Freebruary takes a “stone soup” approach to trial

Giveways and shared exposure aim to make driving awareness and trial more efficient for over 100 local brands.

While it doesn’t roll off the tongue like “Sober October,” Freebruary is trying to create a similar movement to get people talking about local brands.

The Freebruary website brings together over 100 local CPG brands, as well as restaurants, personal care brands, small retailers, services and even local franchisees of QSR chains like Mr. Sub. It aims to increase engagement and trial through a range of giveaways, including BOGO offers, in-person giveaways, service calls and restaurant specials.

Freebruary was started by Andrew Kinnear, president and CEO of Yellofruit, a plant-based challenger brand in the frozen dessert aisle.

A lot of initiatives have been launched in recent months to support small business struggling with lockdown measures during the pandemic, but with events and in-store sampling largely off the table, the initiative is zeroing in on replacing the awareness and trial those brands are missing, specifically among those that cannot afford to replace it with big buys in other platforms.

“We thought, ‘there must be other brands that would love to get their products into people’s hands as well?’” he says.

Kinnear tells strategy he sold the venture like a “stone soup” of marketing, referring to the old European fable where villagers boil a stone, and encourage people from neighbouring towns to pitch in with their own ingredients, ultimately creating something out of nothing.
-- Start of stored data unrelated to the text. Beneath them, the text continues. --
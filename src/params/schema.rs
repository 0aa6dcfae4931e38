/// Static mapping from configuration entries to encoder parameters.
///
/// Each [`SchemaRule`] names a section, the keys it answers to (aliases in
/// precedence order) and a setter. Building parameters is a walk over
/// [`SCHEMA`]: when a rule's key is present its setter overrides the field,
/// otherwise the field keeps its default.
use serde::Serialize;
use thiserror::Error;
use tracing::debug;

use super::translate::{
    parse_codec, parse_entropy, parse_format, parse_gdr_mode, parse_gop_mode, parse_rc_mode,
    parse_tier,
};
use super::types::{EncoderParams, GdrMode};
use crate::parser::{Document, Value};

/// Errors raised while applying a document to encoder parameters
#[derive(Debug, Clone, PartialEq, Error)]
pub enum MappingError {
    #[error("[{section}] {key}: expected an integer, got {value:?}")]
    NotAnInteger {
        section: String,
        key: String,
        value: String,
    },

    #[error("[{section}] {key}: {value} does not fit in a 32-bit integer")]
    OutOfRange {
        section: String,
        key: String,
        value: i64,
    },
}

/// How a rule converts its value
#[derive(Debug, Clone, Copy, PartialEq, Eq, Serialize)]
#[serde(rename_all = "lowercase")]
pub enum FieldKind {
    Integer,
    Boolean,
    Text,
    Enum,
    Fourcc,
}

/// A matched configuration entry handed to a rule's setter
#[derive(Debug, Clone, Copy)]
pub struct Entry<'a> {
    pub section: &'static str,
    pub key: &'a str,
    pub value: &'a Value,
}

impl Entry<'_> {
    /// Integer conversion: floats truncate, booleans are 0/1, text fails
    pub fn int(&self) -> Result<i32, MappingError> {
        let wide = self
            .value
            .as_i64()
            .ok_or_else(|| MappingError::NotAnInteger {
                section: self.section.to_string(),
                key: self.key.to_string(),
                value: self.value.to_string(),
            })?;

        i32::try_from(wide).map_err(|_| MappingError::OutOfRange {
            section: self.section.to_string(),
            key: self.key.to_string(),
            value: wide,
        })
    }

    pub fn flag(&self) -> bool {
        self.value.is_truthy()
    }

    pub fn text(&self) -> String {
        self.value.to_string()
    }
}

type Setter = fn(&mut EncoderParams, &Entry<'_>) -> Result<(), MappingError>;

/// One `(section, keys) → field` mapping
#[derive(Serialize)]
pub struct SchemaRule {
    pub section: &'static str,

    /// Accepted keys; the first one present in the section wins
    pub keys: &'static [&'static str],

    /// Destination field, as `sub_object.field`
    pub field: &'static str,

    pub kind: FieldKind,

    #[serde(skip)]
    setter: Setter,
}

impl SchemaRule {
    /// First of this rule's keys present in the document, with its value
    pub fn lookup<'d>(&self, document: &'d Document) -> Option<(&'static str, &'d Value)> {
        let section = document.section(self.section)?;
        self.keys
            .iter()
            .find_map(|key| section.get(key).map(|value| (*key, value)))
    }

    /// Apply the rule if the document carries one of its keys.
    /// Returns whether a field was written.
    pub fn apply(
        &self,
        document: &Document,
        params: &mut EncoderParams,
    ) -> Result<bool, MappingError> {
        let Some((key, value)) = self.lookup(document) else {
            return Ok(false);
        };

        let entry = Entry {
            section: self.section,
            key,
            value,
        };
        (self.setter)(params, &entry)?;

        debug!(
            section = self.section,
            key,
            field = self.field,
            %value,
            "mapped"
        );
        Ok(true)
    }
}

impl std::fmt::Debug for SchemaRule {
    fn fmt(&self, f: &mut std::fmt::Formatter<'_>) -> std::fmt::Result {
        f.debug_struct("SchemaRule")
            .field("section", &self.section)
            .field("keys", &self.keys)
            .field("field", &self.field)
            .field("kind", &self.kind)
            .finish()
    }
}

macro_rules! rule {
    ($section:literal, [$($key:literal),+], $field:literal, $kind:ident, $setter:expr) => {
        SchemaRule {
            section: $section,
            keys: &[$($key),+],
            field: $field,
            kind: FieldKind::$kind,
            setter: $setter,
        }
    };
}

/// The complete mapping table
pub static SCHEMA: &[SchemaRule] = &[
    // INPUT
    rule!("INPUT", ["Width"], "picture.width", Integer, |p, e| {
        p.picture.width = e.int()?;
        Ok(())
    }),
    rule!("INPUT", ["Height"], "picture.height", Integer, |p, e| {
        p.picture.height = e.int()?;
        Ok(())
    }),
    rule!("INPUT", ["FrameRate"], "picture.framerate", Integer, |p, e| {
        p.picture.framerate = e.int()?;
        Ok(())
    }),
    rule!("INPUT", ["Format"], "picture.fourcc", Fourcc, |p, e| {
        p.picture.fourcc = parse_format(&e.text());
        Ok(())
    }),
    // RATE_CONTROL
    rule!("RATE_CONTROL", ["RateCtrlMode", "Mode"], "rc.mode", Enum, |p, e| {
        p.rc.mode = parse_rc_mode(&e.text());
        Ok(())
    }),
    rule!("RATE_CONTROL", ["BitRate", "Bitrate"], "rc.bitrate", Integer, |p, e| {
        p.rc.bitrate = e.int()?;
        Ok(())
    }),
    rule!("RATE_CONTROL", ["MaxBitRate", "MaxBitrate"], "rc.max_bitrate", Integer, |p, e| {
        p.rc.max_bitrate = e.int()?;
        Ok(())
    }),
    rule!("RATE_CONTROL", ["CPBSize"], "rc.cpb_size", Integer, |p, e| {
        p.rc.cpb_size = e.int()?;
        Ok(())
    }),
    rule!("RATE_CONTROL", ["InitialDelay"], "rc.initial_delay", Integer, |p, e| {
        p.rc.initial_delay = e.int()?;
        Ok(())
    }),
    rule!("RATE_CONTROL", ["Entropy"], "rc.entropy", Enum, |p, e| {
        p.rc.entropy = parse_entropy(&e.text());
        Ok(())
    }),
    rule!("RATE_CONTROL", ["FillerData"], "rc.filler_data", Boolean, |p, e| {
        p.rc.filler_data = e.flag();
        Ok(())
    }),
    rule!("RATE_CONTROL", ["MaxQualityTarget"], "rc.max_quality_target", Integer, |p, e| {
        p.rc.max_quality_target = e.int()?;
        Ok(())
    }),
    rule!("RATE_CONTROL", ["MaxPictureSizeI"], "rc.max_picture_size_i", Integer, |p, e| {
        p.rc.max_picture_size_i = e.int()?;
        Ok(())
    }),
    rule!("RATE_CONTROL", ["MaxPictureSizeP"], "rc.max_picture_size_p", Integer, |p, e| {
        p.rc.max_picture_size_p = e.int()?;
        Ok(())
    }),
    rule!("RATE_CONTROL", ["MaxPictureSizeB"], "rc.max_picture_size_b", Integer, |p, e| {
        p.rc.max_picture_size_b = e.int()?;
        Ok(())
    }),
    rule!("RATE_CONTROL", ["SkipFrame"], "rc.skip_frame", Boolean, |p, e| {
        p.rc.skip_frame = e.flag();
        Ok(())
    }),
    rule!("RATE_CONTROL", ["MaxSkip"], "rc.max_skip", Integer, |p, e| {
        p.rc.max_skip = e.int()?;
        Ok(())
    }),
    // GOP
    rule!("GOP", ["GopCtrlMode", "Mode"], "gop.mode", Enum, |p, e| {
        p.gop.mode = parse_gop_mode(&e.text());
        Ok(())
    }),
    rule!("GOP", ["Gop.Length"], "gop.gop_length", Integer, |p, e| {
        p.gop.gop_length = e.int()?;
        Ok(())
    }),
    rule!("GOP", ["Gop.NumB"], "gop.nr_b_frames", Integer, |p, e| {
        p.gop.nr_b_frames = e.int()?;
        Ok(())
    }),
    rule!("GOP", ["GDRMode"], "gop.gdr_mode", Enum, |p, e| {
        // DISABLE reaches us as a boolean
        p.gop.gdr_mode = match e.value {
            Value::Boolean(false) => GdrMode::Disable,
            _ => parse_gdr_mode(&e.text()),
        };
        Ok(())
    }),
    rule!("GOP", ["LongTermRef"], "gop.long_term_ref", Boolean, |p, e| {
        p.gop.long_term_ref = e.flag();
        Ok(())
    }),
    rule!("GOP", ["LongTermFreq"], "gop.long_term_freq", Integer, |p, e| {
        p.gop.long_term_freq = e.int()?;
        Ok(())
    }),
    rule!("GOP", ["PeriodIDR"], "gop.period_idr", Integer, |p, e| {
        p.gop.period_idr = e.int()?;
        Ok(())
    }),
    // SETTINGS
    rule!("SETTINGS", ["Codec"], "picture.codec", Enum, |p, e| {
        p.picture.codec = parse_codec(&e.text());
        Ok(())
    }),
    rule!("SETTINGS", ["Profile"], "profile.profile", Text, |p, e| {
        p.profile.profile = e.text();
        Ok(())
    }),
    rule!("SETTINGS", ["Level"], "profile.level", Text, |p, e| {
        p.profile.level = e.text();
        Ok(())
    }),
    rule!("SETTINGS", ["Tier"], "profile.tier", Enum, |p, e| {
        p.profile.tier = parse_tier(&e.text());
        Ok(())
    }),
    // MOTION_VECTOR
    rule!("MOTION_VECTOR", ["FrameIndex"], "motion_vector.frame_index", Integer, |p, e| {
        p.motion_vector.frame_index = e.int()?;
        Ok(())
    }),
    rule!("MOTION_VECTOR", ["GMVectorX"], "motion_vector.gm_vector_x", Integer, |p, e| {
        p.motion_vector.gm_vector_x = e.int()?;
        Ok(())
    }),
    rule!("MOTION_VECTOR", ["GMVectorY"], "motion_vector.gm_vector_y", Integer, |p, e| {
        p.motion_vector.gm_vector_y = e.int()?;
        Ok(())
    }),
];

/// Build fresh encoder parameters from a parsed document.
///
/// Starts from the codec defaults and overrides every field whose key is
/// present. Nothing is required.
pub fn create_parameters(document: &Document) -> Result<EncoderParams, MappingError> {
    let mut params = EncoderParams::default();
    apply_document(document, &mut params)?;
    Ok(params)
}

/// Apply a document on top of existing parameters.
///
/// Returns how many fields were written. On error, fields mapped before the
/// failing rule have already been written; use [`create_parameters`] when
/// that matters.
pub fn apply_document(
    document: &Document,
    params: &mut EncoderParams,
) -> Result<usize, MappingError> {
    let mut applied = 0;
    for rule in SCHEMA {
        if rule.apply(document, params)? {
            applied += 1;
        }
    }
    debug!(applied, "applied document to encoder parameters");
    Ok(applied)
}

/// Entries present in the document that no rule consumes, as `(section, key)`.
///
/// Alias keys shadowed by a higher-precedence key count as unmapped.
pub fn unmapped_entries(document: &Document) -> Vec<(String, String)> {
    let consumed: Vec<(&str, &str)> = SCHEMA
        .iter()
        .filter_map(|rule| rule.lookup(document).map(|(key, _)| (rule.section, key)))
        .collect();

    document
        .sections()
        .flat_map(|section| {
            section
                .iter()
                .map(move |(key, _)| (section.name(), key))
        })
        .filter(|entry| !consumed.contains(entry))
        .map(|(section, key)| (section.to_string(), key.to_string()))
        .collect()
}

/// Known sections and their keys
#[derive(Debug, Clone, Copy, Serialize)]
pub struct SectionInfo {
    pub name: &'static str,
    pub keys: &'static [&'static str],
}

static SUPPORTED_SECTIONS: &[SectionInfo] = &[
    SectionInfo {
        name: "INPUT",
        keys: &["YUVFile", "Width", "Height", "Format", "FrameRate"],
    },
    SectionInfo {
        name: "OUTPUT",
        keys: &["BitstreamFile", "RecFile", "Width", "Height"],
    },
    SectionInfo {
        name: "GOP",
        keys: &[
            "GopCtrlMode",
            "Gop.Length",
            "Gop.NumB",
            "GDRMode",
            "LongTermRef",
            "LongTermFreq",
            "PeriodIDR",
        ],
    },
    SectionInfo {
        name: "RATE_CONTROL",
        keys: &[
            "RateCtrlMode",
            "BitRate",
            "MaxBitRate",
            "FrameRate",
            "CPBSize",
            "InitialDelay",
            "Entropy",
            "FillerData",
            "MaxQualityTarget",
            "MaxPictureSizeI",
            "MaxPictureSizeP",
            "MaxPictureSizeB",
            "SkipFrame",
            "MaxSkip",
        ],
    },
    SectionInfo {
        name: "SETTINGS",
        keys: &["Codec", "Profile", "Level", "ChromaMode", "BitDepth", "Tier"],
    },
    SectionInfo {
        name: "MOTION_VECTOR",
        keys: &["FrameIndex", "GMVectorX", "GMVectorY"],
    },
    SectionInfo {
        name: "HARDWARE",
        keys: &["LookAheadDepth", "NumSlices", "EnableConstrainedIntraPrediction"],
    },
    SectionInfo {
        name: "QUALITY",
        keys: &["QP", "MinQP", "MaxQP", "QualityLevel"],
    },
    SectionInfo {
        name: "RUN",
        keys: &["Loop", "FirstPicture", "MaxPicture", "RateCtrlStats"],
    },
];

static SUPPORTED_FORMATS: &[&str] = &[
    "Y800", "Y010", "Y012", "I420", "NV12", "P010", "P012", "NV16", "P210", "P212", "I444",
    "I4AL", "I4CL", "HEVC_MAIN", "AVC_MAIN",
];

/// Sections and keys the tooling knows about, mapped or not
pub fn supported_sections() -> &'static [SectionInfo] {
    SUPPORTED_SECTIONS
}

/// Format names accepted in configs: pixel formats plus profile shorthands
pub fn supported_formats() -> &'static [&'static str] {
    SUPPORTED_FORMATS
}

/// The mapping table
pub fn schema() -> &'static [SchemaRule] {
    SCHEMA
}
So, when a brand does make a sale to its customer base, communicates with its email list or does an interview in the media, it also promotes Freebruary to them, hopefully earning exposure for everyone else in the pot.

While the incentives are an important aspect of bringing it consumers, sharing the exposure between brands is what gives it momentum – and its not just through the brands’ email list. When users who log in to digital flyer app – and Freebruary partner – Reebee to check the flyers for the weekend, they will also see a banner. When they click through, they’ll be exposed to brands and businesses, which is very simple to execute for partners like Reebee.
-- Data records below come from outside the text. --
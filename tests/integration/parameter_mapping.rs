use crate::common::helpers::parse;
use vcucfg::params::fourcc::{I420, NV12, P010};
use vcucfg::params::{
    Codec, EncoderParams, Entropy, GopMode, MappingError, RcMode, apply_document,
    create_parameters, schema, supported_sections, unmapped_entries,
};

#[test]
fn end_to_end_scenario() {
    let doc = parse(
        "[INPUT]\nWidth = 1920\nHeight = 1080\n[RATE_CONTROL]\nMode = CBR\nBitRate = 5M\n\
         [GOP]\nGop.Length = 30\n",
    );
    let params = create_parameters(&doc).unwrap();

    assert_eq!(params.picture.width, 1920);
    assert_eq!(params.picture.height, 1080);
    assert_eq!(params.rc.mode, RcMode::Cbr);
    assert_eq!(params.rc.bitrate, 5_000_000);
    assert_eq!(params.gop.gop_length, 30);

    let defaults = EncoderParams::default();
    assert_eq!(params.picture.fourcc, defaults.picture.fourcc);
    assert_eq!(params.rc.max_bitrate, defaults.rc.max_bitrate);
    assert_eq!(params.gop.mode, defaults.gop.mode);
    assert_eq!(params.profile, defaults.profile);
    assert_eq!(params.motion_vector, defaults.motion_vector);
}

#[test]
fn empty_document_gives_defaults() {
    let params = create_parameters(&parse("")).unwrap();
    assert_eq!(params, EncoderParams::default());
}

#[test]
fn unknown_format_falls_back_to_i420() {
    let params = create_parameters(&parse("[INPUT]\nFormat = BOGUS\n")).unwrap();
    assert_eq!(params.picture.fourcc, I420);
    assert_ne!(params.picture.fourcc, NV12);
}

#[test]
fn ten_bit_format() {
    let params = create_parameters(&parse("[INPUT]\nFormat = p010\n")).unwrap();
    assert_eq!(params.picture.fourcc, P010);
}

#[test]
fn capped_vbr_is_not_plain_vbr() {
    let params = create_parameters(&parse("[RATE_CONTROL]\nMode = CAPPED_VBR\n")).unwrap();
    assert_eq!(params.rc.mode, RcMode::CappedVbr);
}

#[test]
fn b_frame_gop_modes() {
    let params = create_parameters(&parse("[GOP]\nGopCtrlMode = DEFAULT_GOP_B\n")).unwrap();
    assert_eq!(params.gop.mode, GopMode::BasicB);
    let params = create_parameters(&parse("[GOP]\nMode = PYRAMIDAL_GOP_B\n")).unwrap();
    assert_eq!(params.gop.mode, GopMode::PyramidalB);
}

#[test]
fn codec_and_entropy_from_settings() {
    let doc = parse("[SETTINGS]\nCodec = H.264\n[RATE_CONTROL]\nEntropy = MODE_CAVLC\n");
    let params = create_parameters(&doc).unwrap();
    assert_eq!(params.picture.codec, Codec::Avc);
    assert_eq!(params.rc.entropy, Entropy::Cavlc);
}

#[test]
fn boolean_fields_accept_numbers_and_words() {
    let doc = parse("[RATE_CONTROL]\nFillerData = 0\nSkipFrame = ENABLE\n[GOP]\nLongTermRef = 1\n");
    let params = create_parameters(&doc).unwrap();
    assert!(!params.rc.filler_data);
    assert!(params.rc.skip_frame);
    assert!(params.gop.long_term_ref);
}

#[test]
fn text_in_integer_field_is_an_error() {
    let err = create_parameters(&parse("[INPUT]\nWidth = wide\n")).unwrap_err();
    assert!(matches!(err, MappingError::NotAnInteger { ref key, .. } if key == "Width"));
}

#[test]
fn apply_document_layers_over_existing_params() {
    let mut params = create_parameters(&parse("[INPUT]\nWidth = 3840\nHeight = 2160\n")).unwrap();
    let applied = apply_document(&parse("[INPUT]\nHeight = 1600\n"), &mut params).unwrap();
    assert_eq!(applied, 1);
    assert_eq!(params.picture.width, 3840);
    assert_eq!(params.picture.height, 1600);
}

#[test]
fn unmapped_entries_are_listed() {
    let doc = parse("[INPUT]\nWidth = 1\nColour = red\n[EXTRA]\nFoo = 1\n");
    assert_eq!(
        unmapped_entries(&doc),
        vec![
            ("INPUT".to_string(), "Colour".to_string()),
            ("EXTRA".to_string(), "Foo".to_string()),
        ]
    );
}

#[test]
fn every_rule_primary_key_is_listed() {
    let sections = supported_sections();
    for rule in schema() {
        let info = sections
            .iter()
            .find(|s| s.name.eq_ignore_ascii_case(rule.section))
            .unwrap_or_else(|| panic!("section {} not listed", rule.section));
        let primary = rule.keys[0];
        assert!(info.keys.contains(&primary), "{}.{} not listed", rule.section, primary);
    }
}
“Yellofruit has an offer, just like everyone else, but it’s us sharing our audience with the other brands and businesses and them doing the same that seems to be creating the magic,” Kinnear says, adding that is one way more established businesses could take part. “Big Canadian brands should get in on it to deliver value to value seekers. That additional audience helps all the small brands.”
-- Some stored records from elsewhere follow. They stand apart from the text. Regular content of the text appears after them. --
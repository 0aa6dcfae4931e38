// Configuration text parsing - values and documents

pub mod document;
pub mod value;

pub use document::{Document, ParseError, Section};
pub use value::{UNITS, Value, parse_value};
Caddle and Sampler have similar programs planned, he adds, and have combined audiences well into six digits across their flyer, couponing and sampling apps. The audience for Freebruary is Canadians looking to support local and small businesses, but more specifically, those whose are more driven by value and the novelty of trying new products.

“The ‘couponer’ types got on board pretty hard last week and really started engaging on Instagram in anticipation for launch, so we may see a split between those in it for the BOGO and those in it to keep their small town businesses alive,” Kinnear says.

He says partners like manufacturing association Ontario Made got on board early to share with their members. Following that, the Retail Council of Canada, the Canadian Federation of Independent Business (CFIB), Canadian Health Food Association and Distribution Canada also declared their support. 

To further incentive interest from the brands themselves, the CFIB will be giving away a 3-month membership, Sampler will be giving away credit to run a sampling program on its platform and Caddle will give away survey design, fielding and insights reporting.

Kinnear says the program has legs to make it an annual affair, but for now he is going about growing the email list, with the plan to re-engage the brands and supporters to make it bigger and better next year, should it take off. On the consumer side, he admits he did not know what to expect, but that the early signs of 2,000 email subscribers, is promising given it only launched on Feb. 1.